En la casa de los Téliz los libros cobraron vida. Está Onetti tirado en el sillón fumando, Roberto Arlt buscando sus juguetes, Cortázar acariciando el mismo sillón como si fuera de terciopelo, Espinosa y unos bichos extraños del espacio, Peri Rossi que fuma de la misma caja, Juana que peina una higuera diminuta del tamaño de una tapa, Delmira contado sus secretos, el Tronco Obaldía, el habla del pago.

Los libros hablan como muchedumbre en una estación. Las bibliotecas desnudas como árboles de invierno se erizan. Los libros volaron como pájaros huérfanos, que aprenden a volar de a cientos, para escaparse de manos derechas que prefieren pájaro en mano.

En el patio inventado por un escritor, un escritor que inventó Gustavo Espinosa, los libros se posan en la parra como benteveos, como palomas chuecas, como gorriones que bajan cuando los perros se distraen.

A Enrico el pelo se le cae por los costados de la cara como saltos de río. A los Téliz el pelo se les derrama más arriba de las sienes de la misma manera. Se cae por los costados de la cara como rutas de tierra. Como ríos de mapas, el pelo se acomoda a los costados de la cara como marcos de madera de puente viejo caído. Pero el pelo de Enrico es el único pelo blanco.

A Enrico el pelo se le acomoda a los costados de la cara como bardas de primavera. Como soplidos de un tren de carga, como la estela de un pucho que fuman en el sillón de terciopelo. Enrico habla con canciones. Acerca una fuente enorme de ensalada, vuelve a la parrilla y juna los puntos de la carne. El chorizo casero en Treinta y Tres es de alta factura.
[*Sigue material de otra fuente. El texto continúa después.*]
//! Create command implementation
//!
//! Writes a CAF file holding silent frames in the requested format.

use anyhow::{Context, Result};
use cafkit_core::{create_path, EndianRequest, SampleFormat, WriteFormat};
use colored::Colorize;
use std::process::ExitCode;

/// Frames written per `write_raw` call.
const FRAMES_PER_BLOCK: u64 = 4096;

/// Options for the create command.
#[derive(Debug, Clone)]
pub struct CreateOptions<'a> {
    /// Output path.
    pub path: &'a str,
    /// Sample format name (see `cafkit formats`).
    pub format: &'a str,
    /// Number of channels.
    pub channels: u32,
    /// Sample rate in Hz.
    pub sample_rate: u32,
    /// Number of silent frames to write.
    pub frames: u64,
    /// Byte order name: file, little, big or cpu.
    pub endian: &'a str,
}

/// Run the create command
///
/// # Returns
/// Exit code: 0 success, 1 error
pub fn run(options: &CreateOptions<'_>) -> Result<ExitCode> {
    let params = parse_params(options)?;
    tracing::debug!(
        path = options.path,
        format = %params.format,
        channels = params.channels,
        frames = options.frames,
        "running create"
    );

    let mut writer = create_path(options.path, params)
        .with_context(|| format!("Failed to create CAF file: {}", options.path))?;

    let frame_width = u64::from(params.format.byte_width()) * u64::from(params.channels);
    let block = vec![0u8; (frame_width * FRAMES_PER_BLOCK.min(options.frames.max(1))) as usize];

    let mut remaining = options.frames;
    while remaining > 0 {
        let frames = remaining.min(FRAMES_PER_BLOCK);
        writer
            .write_raw(&block[..(frames * frame_width) as usize])
            .with_context(|| format!("Failed to write samples: {}", options.path))?;
        remaining -= frames;
    }

    let info = writer.info();
    writer
        .close()
        .with_context(|| format!("Failed to finalize CAF file: {}", options.path))?;

    println!(
        "{} Wrote {} frame(s) of {} x {} @ {} Hz ({}) to {}",
        "SUCCESS".green().bold(),
        options.frames,
        info.format,
        info.channels,
        info.sample_rate,
        info.endianness,
        options.path
    );
    Ok(ExitCode::SUCCESS)
}

fn parse_params(options: &CreateOptions<'_>) -> Result<WriteFormat> {
    let format: SampleFormat = options
        .format
        .parse()
        .with_context(|| format!("Unknown sample format: {}", options.format))?;
    let endian: EndianRequest = options
        .endian
        .parse()
        .with_context(|| format!("Unknown byte order: {}", options.endian))?;

    let params = WriteFormat::new(format, options.channels, options.sample_rate).with_endian(endian);
    params.validate()?;
    Ok(params)
}

#[cfg(test)]
mod tests {
    use super::*;
    use cafkit_core::{open_path, Endianness};
    use tempfile::tempdir;

    fn options<'a>(path: &'a str, format: &'a str, frames: u64) -> CreateOptions<'a> {
        CreateOptions {
            path,
            format,
            channels: 2,
            sample_rate: 22050,
            frames,
            endian: "little",
        }
    }

    #[test]
    fn test_create_writes_requested_frames() {
        let dir = tempdir().unwrap();
        let path = dir.path().join("silence.caf");
        let path = path.to_str().unwrap();

        run(&options(path, "pcm24", 5000)).unwrap();

        let reader = open_path(path).unwrap();
        assert_eq!(reader.session().frame_count(), 5000);
        assert_eq!(reader.session().endianness(), Endianness::Little);
        assert_eq!(reader.session().channels(), 2);
    }

    #[test]
    fn test_create_zero_frames() {
        let dir = tempdir().unwrap();
        let path = dir.path().join("empty.caf");
        let path = path.to_str().unwrap();

        run(&options(path, "ulaw", 0)).unwrap();
        assert_eq!(open_path(path).unwrap().session().frame_count(), 0);
    }

    #[test]
    fn test_unknown_format_rejected() {
        let err = parse_params(&options("unused.caf", "ima4", 1)).unwrap_err();
        assert!(err.to_string().contains("ima4"));
    }
}
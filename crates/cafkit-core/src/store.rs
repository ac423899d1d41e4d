//! Byte store abstraction.
//!
//! The codec talks to its backing bytes through `std::io::{Read, Write, Seek}`.
//! The one extra capability it needs, the total length of the store, is
//! provided here for every seekable type.

use std::io::{self, Seek, SeekFrom};

/// A seekable byte store whose total length can be queried.
pub trait ByteStore: Seek {
    /// Returns the total length of the store in bytes.
    ///
    /// The current position is preserved.
    fn byte_len(&mut self) -> io::Result<u64> {
        let current = self.stream_position()?;
        let end = self.seek(SeekFrom::End(0))?;
        if current != end {
            self.seek(SeekFrom::Start(current))?;
        }
        Ok(end)
    }
}

impl<S: Seek + ?Sized> ByteStore for S {}
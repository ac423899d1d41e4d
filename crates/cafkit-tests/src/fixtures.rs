//! Hand-built CAF byte images.
//!
//! The builders here lay out every field by hand instead of going through
//! `cafkit-core`, so the tests check the codec against an independent
//! rendering of the on-disk format.

use std::io::Write;
use std::path::PathBuf;
use tempfile::TempDir;

/// Size of the file header plus a 32-byte `desc` chunk.
pub const DESC_END: usize = 8 + 12 + 32;

/// Descriptor field values for a fixture.
#[derive(Debug, Clone, Copy, PartialEq)]
pub struct DescFields {
    /// Frames per second, written as a big-endian f64.
    pub sample_rate: f64,
    /// Four-character format id such as `lpcm`, `ulaw` or `alaw`.
    pub format_id: [u8; 4],
    /// Bit 0 marks float samples, bit 1 little-endian samples.
    pub format_flags: u32,
    /// Bytes in one packet.
    pub bytes_per_packet: u32,
    /// Frames in one packet; 1 for uncompressed formats.
    pub frames_per_packet: u32,
    /// Channels in one frame.
    pub channels_per_frame: u32,
    /// Bits per sample of one channel.
    pub bits_per_channel: u32,
}

impl DescFields {
    /// 16-bit mono big-endian integer PCM at 44.1 kHz.
    pub fn pcm16_mono() -> Self {
        Self {
            sample_rate: 44100.0,
            format_id: *b"lpcm",
            format_flags: 0,
            bytes_per_packet: 2,
            frames_per_packet: 1,
            channels_per_frame: 1,
            bits_per_channel: 16,
        }
    }

    /// Same fields with different flags.
    pub fn with_flags(mut self, flags: u32) -> Self {
        self.format_flags = flags;
        self
    }

    /// Same fields with a different packet shape.
    pub fn with_shape(mut self, bytes_per_packet: u32, channels: u32, bits: u32) -> Self {
        self.bytes_per_packet = bytes_per_packet;
        self.channels_per_frame = channels;
        self.bits_per_channel = bits;
        self
    }

    /// Same fields with a different format id.
    pub fn with_format_id(mut self, format_id: &[u8; 4]) -> Self {
        self.format_id = *format_id;
        self
    }
}

/// Builder for a CAF byte image.
#[derive(Debug, Clone)]
pub struct CafImage {
    bytes: Vec<u8>,
}

impl CafImage {
    /// Starts an image with the `caff` marker, version 1 and flags 0.
    pub fn new() -> Self {
        Self::with_marker(b"caff")
    }

    /// Starts an image with an arbitrary marker.
    pub fn with_marker(marker: &[u8; 4]) -> Self {
        let mut bytes = Vec::new();
        // Offset 0x00-0x03: file marker
        bytes.extend_from_slice(marker);
        // Offset 0x04-0x05: version
        bytes.extend_from_slice(&1u16.to_be_bytes());
        // Offset 0x06-0x07: flags
        bytes.extend_from_slice(&0u16.to_be_bytes());
        Self { bytes }
    }

    /// Appends a chunk header with an explicit declared size.
    pub fn chunk_header(mut self, tag: &[u8; 4], size: i64) -> Self {
        self.bytes.extend_from_slice(tag);
        self.bytes.extend_from_slice(&size.to_be_bytes());
        self
    }

    /// Appends a complete chunk whose declared size matches `payload`.
    pub fn chunk(self, tag: &[u8; 4], payload: &[u8]) -> Self {
        let mut image = self.chunk_header(tag, payload.len() as i64);
        image.bytes.extend_from_slice(payload);
        image
    }

    /// Appends a `desc` chunk declaring `declared_size` bytes.
    ///
    /// Bytes beyond the 32-byte record are filled with `0xEE`; a declared size
    /// under 32 still writes the full record.
    pub fn desc_sized(self, fields: &DescFields, declared_size: i64) -> Self {
        let mut image = self.chunk_header(b"desc", declared_size);
        // +0x00: sample rate (f64 BE)
        image.bytes.extend_from_slice(&fields.sample_rate.to_be_bytes());
        // +0x08: format id
        image.bytes.extend_from_slice(&fields.format_id);
        // +0x0C: format flags
        image.bytes.extend_from_slice(&fields.format_flags.to_be_bytes());
        // +0x10: bytes per packet
        image.bytes.extend_from_slice(&fields.bytes_per_packet.to_be_bytes());
        // +0x14: frames per packet
        image.bytes.extend_from_slice(&fields.frames_per_packet.to_be_bytes());
        // +0x18: channels per frame
        image.bytes.extend_from_slice(&fields.channels_per_frame.to_be_bytes());
        // +0x1C: bits per channel
        image.bytes.extend_from_slice(&fields.bits_per_channel.to_be_bytes());

        if declared_size > 32 {
            let surplus = (declared_size - 32) as usize;
            image.bytes.extend(std::iter::repeat(0xEE).take(surplus));
        }
        image
    }

    /// Appends a standard 32-byte `desc` chunk.
    pub fn desc(self, fields: &DescFields) -> Self {
        self.desc_sized(fields, 32)
    }

    /// Appends a `data` chunk: edit count 1, then `samples`.
    pub fn data(self, samples: &[u8]) -> Self {
        let mut image = self.chunk_header(b"data", samples.len() as i64 + 4);
        image.bytes.extend_from_slice(&1u32.to_be_bytes());
        image.bytes.extend_from_slice(samples);
        image
    }

    /// Appends raw bytes.
    pub fn raw(mut self, bytes: &[u8]) -> Self {
        self.bytes.extend_from_slice(bytes);
        self
    }

    /// Current length of the image.
    pub fn len(&self) -> usize {
        self.bytes.len()
    }

    /// Returns true if nothing was written.
    pub fn is_empty(&self) -> bool {
        self.bytes.is_empty()
    }

    /// Finishes the image.
    pub fn build(self) -> Vec<u8> {
        self.bytes
    }
}

impl Default for CafImage {
    fn default() -> Self {
        Self::new()
    }
}

/// The reference scenario: PCM16 mono at 44.1 kHz with 2000 sample bytes.
pub fn scenario_pcm16_mono() -> Vec<u8> {
    CafImage::new()
        .desc(&DescFields::pcm16_mono())
        .data(&ramp(2000))
        .build()
}

/// `len` bytes counting up from zero and wrapping.
pub fn ramp(len: usize) -> Vec<u8> {
    (0..len).map(|i| (i % 251) as u8).collect()
}

/// A temporary directory holding CAF files written by a test.
pub struct FileFixture {
    pub root: TempDir,
}

impl FileFixture {
    /// Creates an empty fixture directory.
    pub fn new() -> Self {
        let root = TempDir::new().expect("Failed to create temp dir");
        Self { root }
    }

    /// Path for a file named `name` inside the fixture.
    pub fn path(&self, name: &str) -> PathBuf {
        self.root.path().join(name)
    }

    /// Writes `bytes` to `name` and returns its path.
    pub fn write(&self, name: &str, bytes: &[u8]) -> PathBuf {
        let path = self.path(name);
        let mut file = std::fs::File::create(&path).expect("Failed to create fixture file");
        file.write_all(bytes).expect("Failed to write fixture file");
        path
    }
}

impl Default for FileFixture {
    fn default() -> Self {
        Self::new()
    }
}
//! Chunks command implementation
//!
//! Lists every chunk in a CAF file with its absolute offset.

use anyhow::{Context, Result};
use cafkit_core::{list_chunks, ChunkEntry};
use colored::Colorize;
use std::fs::File;
use std::process::ExitCode;

use super::reporting::{print_heading, print_json};

/// Run the chunks command
///
/// # Arguments
/// * `path` - Path to the CAF file
/// * `json` - Emit machine-readable JSON
///
/// # Returns
/// Exit code: 0 success, 1 error
pub fn run(path: &str, json: bool) -> Result<ExitCode> {
    tracing::debug!(path, json, "running chunks");
    let mut file = File::open(path).with_context(|| format!("Failed to open file: {}", path))?;
    let entries =
        list_chunks(&mut file).with_context(|| format!("Failed to walk chunks: {}", path))?;
    tracing::debug!(count = entries.len(), "chunk walk finished");

    if json {
        print_json(&entries)?;
        return Ok(ExitCode::SUCCESS);
    }

    print_heading("Chunks:", path);
    println!(
        "  {:<6} {:>12} {:>12}",
        "tag".bold(),
        "offset".bold(),
        "size".bold()
    );
    for entry in &entries {
        println!("  {}", format_row(entry));
    }
    println!("  {} chunk(s)", entries.len());

    Ok(ExitCode::SUCCESS)
}

fn format_row(entry: &ChunkEntry) -> String {
    let size = if entry.size < 0 {
        "to EOF".to_string()
    } else {
        entry.size.to_string()
    };
    format!("{:<6} {:>12} {:>12}", entry.tag.to_string(), entry.offset, size)
}
//! Error types for the CAF container codec.

use thiserror::Error;

/// Result type for container operations.
pub type CafResult<T> = Result<T, CafError>;

/// Broad classification of a [`CafError`].
///
/// Callers use this to tell "not this container format" apart from "this
/// container format, but an encoding we don't handle".
#[derive(Debug, Clone, Copy, PartialEq, Eq)]
pub enum ErrorKind {
    /// The byte stream does not have the layout of a CAF file.
    Structural,
    /// The file is a CAF file, but its sample encoding is not supported.
    UnsupportedFormat,
    /// The underlying byte store failed.
    Resource,
    /// A caller-supplied parameter was out of range.
    InvalidParameter,
    /// The stream was left unusable by an earlier failure.
    Broken,
}

/// Errors that can occur while opening, reading or writing a CAF stream.
#[derive(Debug, Error)]
pub enum CafError {
    /// The container layout is malformed.
    #[error("malformed CAF file: {message}")]
    Structural {
        /// What was wrong with the layout.
        message: String,
        /// Byte offset where the problem was detected, if known.
        offset: Option<u64>,
    },

    /// The descriptor fields match no supported encoding.
    #[error("unsupported encoding: {message}")]
    UnsupportedFormat {
        /// Error message.
        message: String,
    },

    /// I/O error from the byte store.
    #[error("I/O error: {0}")]
    Io(#[from] std::io::Error),

    /// Invalid parameter value.
    #[error("invalid parameter '{name}': {message}")]
    InvalidParameter {
        /// Parameter name.
        name: String,
        /// Error message.
        message: String,
    },

    /// The writer failed to emit its header earlier and refuses further work.
    #[error("stream is broken after an earlier header write failure")]
    Broken,
}

impl CafError {
    /// Creates a structural error without offset information.
    pub fn structural(message: impl Into<String>) -> Self {
        Self::Structural {
            message: message.into(),
            offset: None,
        }
    }

    /// Creates a structural error detected at a byte offset.
    pub fn structural_at(message: impl Into<String>, offset: u64) -> Self {
        Self::Structural {
            message: message.into(),
            offset: Some(offset),
        }
    }

    /// Creates an unsupported format error.
    pub fn unsupported(message: impl Into<String>) -> Self {
        Self::UnsupportedFormat {
            message: message.into(),
        }
    }

    /// Creates an invalid parameter error.
    pub fn invalid_param(name: impl Into<String>, message: impl Into<String>) -> Self {
        Self::InvalidParameter {
            name: name.into(),
            message: message.into(),
        }
    }

    /// Returns the broad classification of this error.
    pub fn kind(&self) -> ErrorKind {
        match self {
            CafError::Structural { .. } => ErrorKind::Structural,
            CafError::UnsupportedFormat { .. } => ErrorKind::UnsupportedFormat,
            CafError::Io(_) => ErrorKind::Resource,
            CafError::InvalidParameter { .. } => ErrorKind::InvalidParameter,
            CafError::Broken => ErrorKind::Broken,
        }
    }

    /// Returns a stable error code.
    pub fn code(&self) -> &'static str {
        match self.kind() {
            ErrorKind::Structural => "CAF_001",
            ErrorKind::UnsupportedFormat => "CAF_002",
            ErrorKind::Resource => "CAF_003",
            ErrorKind::InvalidParameter => "CAF_004",
            ErrorKind::Broken => "CAF_005",
        }
    }

    /// Returns the error category name.
    pub fn category(&self) -> &'static str {
        "caf"
    }

    /// Returns true if this error means the input is not a well-formed CAF file.
    pub fn is_structural(&self) -> bool {
        self.kind() == ErrorKind::Structural
    }

    /// Returns true if this error means the encoding is not supported.
    pub fn is_unsupported(&self) -> bool {
        self.kind() == ErrorKind::UnsupportedFormat
    }
}

/// Converts an I/O error hit while parsing a header into a structural error
/// when it is caused by the input ending early.
///
/// Any other I/O failure is passed through unchanged.
pub(crate) fn truncated(err: std::io::Error, what: &str, offset: u64) -> CafError {
    if err.kind() == std::io::ErrorKind::UnexpectedEof {
        CafError::structural_at(format!("file truncated while reading {}", what), offset)
    } else {
        CafError::Io(err)
    }
}

#[cfg(test)]
mod tests {
    use super::*;

    #[test]
    fn test_structural_helper() {
        let err = CafError::structural_at("no 'data' chunk", 52);
        assert!(err.to_string().contains("no 'data' chunk"));
        assert_eq!(err.kind(), ErrorKind::Structural);
        assert_eq!(err.code(), "CAF_001");
    }

    #[test]
    fn test_io_error_is_resource() {
        let err: CafError = std::io::Error::new(std::io::ErrorKind::Other, "disk gone").into();
        assert_eq!(err.kind(), ErrorKind::Resource);
        assert!(err.to_string().contains("disk gone"));
    }

    #[test]
    fn test_truncated_maps_eof_to_structural() {
        let eof = std::io::Error::new(std::io::ErrorKind::UnexpectedEof, "eof");
        let err = truncated(eof, "descriptor", 20);
        assert!(err.is_structural());
        assert!(err.to_string().contains("descriptor"));

        let other = std::io::Error::new(std::io::ErrorKind::PermissionDenied, "denied");
        assert_eq!(truncated(other, "descriptor", 20).kind(), ErrorKind::Resource);
    }

    #[test]
    fn test_codes_are_distinct() {
        let errors = [
            CafError::structural("x"),
            CafError::unsupported("x"),
            CafError::Io(std::io::Error::new(std::io::ErrorKind::Other, "x")),
            CafError::invalid_param("channels", "x"),
            CafError::Broken,
        ];
        let mut codes: Vec<_> = errors.iter().map(|e| e.code()).collect();
        codes.sort();
        codes.dedup();
        assert_eq!(codes.len(), errors.len());
    }
}
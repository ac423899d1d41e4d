use anyhow::{Context, Result};
use cafkit_core::{open_path, CafReader};
use colored::Colorize;
use std::fs::File;

/// Opens `path` for reading, attaching the path to any error.
pub(crate) fn open_reader(path: &str) -> Result<CafReader<File>> {
    open_path(path).with_context(|| format!("Failed to open CAF file: {}", path))
}

/// Prints the bold heading shown above each report.
pub(crate) fn print_heading(title: &str, path: &str) {
    println!("{} {}", title.cyan().bold(), path);
}

/// Prints one aligned `label: value` row.
pub(crate) fn print_field(label: &str, value: impl std::fmt::Display) {
    println!("  {:<14} {}", format!("{}:", label).dimmed(), value);
}

/// Serializes `value` as pretty JSON on stdout.
pub(crate) fn print_json<T: serde::Serialize>(value: &T) -> Result<()> {
    let text = serde_json::to_string_pretty(value).context("Failed to serialize JSON output")?;
    println!("{}", text);
    Ok(())
}
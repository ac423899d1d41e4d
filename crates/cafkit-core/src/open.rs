//! Entry points for opening streams.

use std::fs::{File, OpenOptions};
use std::io::{Read, Seek, Write};
use std::path::Path;

use crate::error::CafResult;
use crate::reader::CafReader;
use crate::session::WriteFormat;
use crate::writer::CafWriter;

/// Opens `store` for reading.
pub fn open_for_read<S: Read + Seek>(store: S) -> CafResult<CafReader<S>> {
    CafReader::open(store)
}

/// Opens `store` for writing a new stream described by `params`.
pub fn open_for_write<S: Write + Seek>(store: S, params: WriteFormat) -> CafResult<CafWriter<S>> {
    CafWriter::create(store, params)
}

/// Opens the file at `path` for reading.
pub fn open_path(path: impl AsRef<Path>) -> CafResult<CafReader<File>> {
    let file = File::open(path.as_ref())?;
    CafReader::open(file)
}

/// Creates (or truncates) the file at `path` and starts a new stream in it.
pub fn create_path(path: impl AsRef<Path>, params: WriteFormat) -> CafResult<CafWriter<File>> {
    params.validate()?;
    let file = File::create(path.as_ref())?;
    CafWriter::create(file, params)
}

/// Opens the file at `path` for appending, creating it if it does not exist.
pub fn append_path(path: impl AsRef<Path>, params: WriteFormat) -> CafResult<CafWriter<File>> {
    let file = OpenOptions::new()
        .read(true)
        .write(true)
        .create(true)
        .truncate(false)
        .open(path.as_ref())?;
    CafWriter::append(file, params)
}

#[cfg(test)]
mod tests {
    use super::*;
    use crate::format::SampleFormat;
    use tempfile::tempdir;

    #[test]
    fn test_path_round_trip() {
        let dir = tempdir().unwrap();
        let path = dir.path().join("tone.caf");

        let mut writer = create_path(&path, WriteFormat::stereo(SampleFormat::Float32, 48000)).unwrap();
        writer.write_raw(&[0u8; 8 * 25]).unwrap();
        writer.close().unwrap();

        let reader = open_path(&path).unwrap();
        assert_eq!(reader.session().format(), SampleFormat::Float32);
        assert_eq!(reader.session().frame_count(), 25);
    }

    #[test]
    fn test_create_path_validates_before_touching_disk() {
        let dir = tempdir().unwrap();
        let path = dir.path().join("bad.caf");
        assert!(create_path(&path, WriteFormat::new(SampleFormat::Pcm16, 0, 8000)).is_err());
        assert!(!path.exists());
    }

    #[test]
    fn test_append_path_extends_file() {
        let dir = tempdir().unwrap();
        let path = dir.path().join("grow.caf");
        let params = WriteFormat::mono(SampleFormat::Pcm24, 96000);

        let mut writer = append_path(&path, params).unwrap();
        writer.write_raw(&[0u8; 30]).unwrap();
        writer.close().unwrap();

        let mut writer = append_path(&path, params).unwrap();
        writer.write_raw(&[0u8; 30]).unwrap();
        writer.close().unwrap();

        assert_eq!(open_path(&path).unwrap().session().frame_count(), 20);
    }

    #[test]
    fn test_open_missing_file_is_io_error() {
        let dir = tempdir().unwrap();
        let err = open_path(dir.path().join("missing.caf")).unwrap_err();
        assert_eq!(err.kind(), crate::error::ErrorKind::Resource);
    }
}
En la tele juega Bruno. Ese es el cometido del asado. Ver a Bruno jugando en una cancha del mundo de las canchas. Lejos, lo más cercano es un relato con otro acento. Cerca, lo más lejano es la fuente con el pan. Bruno toca dos o tres pelotas con certeza y una con torpeza que pierde en el medio campo. Enrico, su padre, dice que “eso es bien de Bruno”. Sacude la cabeza de un lado a otro. En la tele, Bruno la sacude de la misma manera. Se viene un contragolpe.

Ahora es el Darno el que relata el partido. Bruno se acomoda el pelo que le cae a los costados de la cara. Enzo en la mesa hace algo parecido. Luciana se lo ata por enésima vez pero dos mechones le caen a los costados como caminos entre arrozales. A Bruno el pelo le enmarca la cara como un perfil de sierras; como frutos de acacias con semillas negras.

Cuando Bruno cae Enrico se para. Anita llora sólo un poco, como si ella misma se hubiese caído. Luciana prende un pucho y Enzo apoya el vaso. El fuego se queda quieto y Bruno se agarra la rodilla. Enrico sostiene la mesa, Anita se seca la cara con la camiseta de Bruno. Luciana da una pitada, Enzo vuelve a levantar el vaso. El partido se para y el asado también. El pueblo se calla y en todos los bares se corta la luz. Bruno tiene un esguince de rodilla y pide el cambio. Los libros ríen como botijas. En casa extrañan a Bruno, se nota en los perros. El partido no sabemos cómo termina, el asado sí.